What to do:
In the entries that follow, copy exactly each line from the first through the line with "use tracing_subscriber::FmtSubscriber;".

Records from a data source:
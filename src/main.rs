mod agent_client;
mod cli;
mod config;
mod message;
mod normalize;

use std::io::{self, IsTerminal};
use std::process::ExitCode;
use std::sync::Arc;

use clap::Parser;
use dotenv::dotenv;
use eyre::Result;
use tracing::{Level, error, info};
use tracing_subscriber::FmtSubscriber;

use crate::agent_client::AgentClient;
use crate::cli::chat::ChatContext;
use crate::config::AgentConfig;

#[derive(Parser)]
#[command(author, version, about, long_about = None)]
struct Cli {
    /// Send a single question, print the reply and exit
    #[arg(short, long)]
    input: Option<String>,

    /// Agent endpoint URL (overrides AGENT_API_URL)
    #[arg(long)]
    endpoint: Option<String>,

    /// Seconds to wait for the agent before giving up
    #[arg(long)]
    timeout: Option<u64>,

    /// Enable verbose logging
    #[arg(short, long)]
    verbose: bool,
}

#[tokio::main]
async fn main() -> Result<ExitCode> {
    // Load environment variables from .env file
    dotenv().ok();

    let cli = Cli::parse();

    let log_level = if cli.verbose { Level::DEBUG } else { Level::WARN };

    let subscriber = FmtSubscriber::builder()
        .with_max_level(log_level)
        .with_writer(io::stderr)
        .finish();

    tracing::subscriber::set_global_default(subscriber)?;

    let config = match AgentConfig::from_env()
        .and_then(|config| config.with_overrides(cli.endpoint.as_deref(), cli.timeout))
    {
        Ok(config) => config,
        Err(e) => {
            error!("Invalid configuration: {:#}", e);
            eprintln!("Failed to load agent configuration: {:#}", e);
            return Ok(ExitCode::FAILURE);
        }
    };

    info!(endpoint = %config.endpoint, timeout = ?config.timeout, "Starting agent chat");

    let client = Arc::new(AgentClient::from_config(&config)?);
    let interactive = cli.input.is_none() && io::stdout().is_terminal();

    let mut chat_context = ChatContext::new(Box::new(io::stdout()), cli.input, interactive, client);
    chat_context.run().await
}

Finished task:
filename src/main.rs
mod agent_client;
mod cli;
mod config;
mod message;
mod normalize;

use std::io::{self, IsTerminal};
use std::process::ExitCode;
use std::sync::Arc;

use clap::Parser;
use dotenv::dotenv;
use eyre::Result;
use tracing::{Level, error, info};
use tracing_subscriber::FmtSubscriber;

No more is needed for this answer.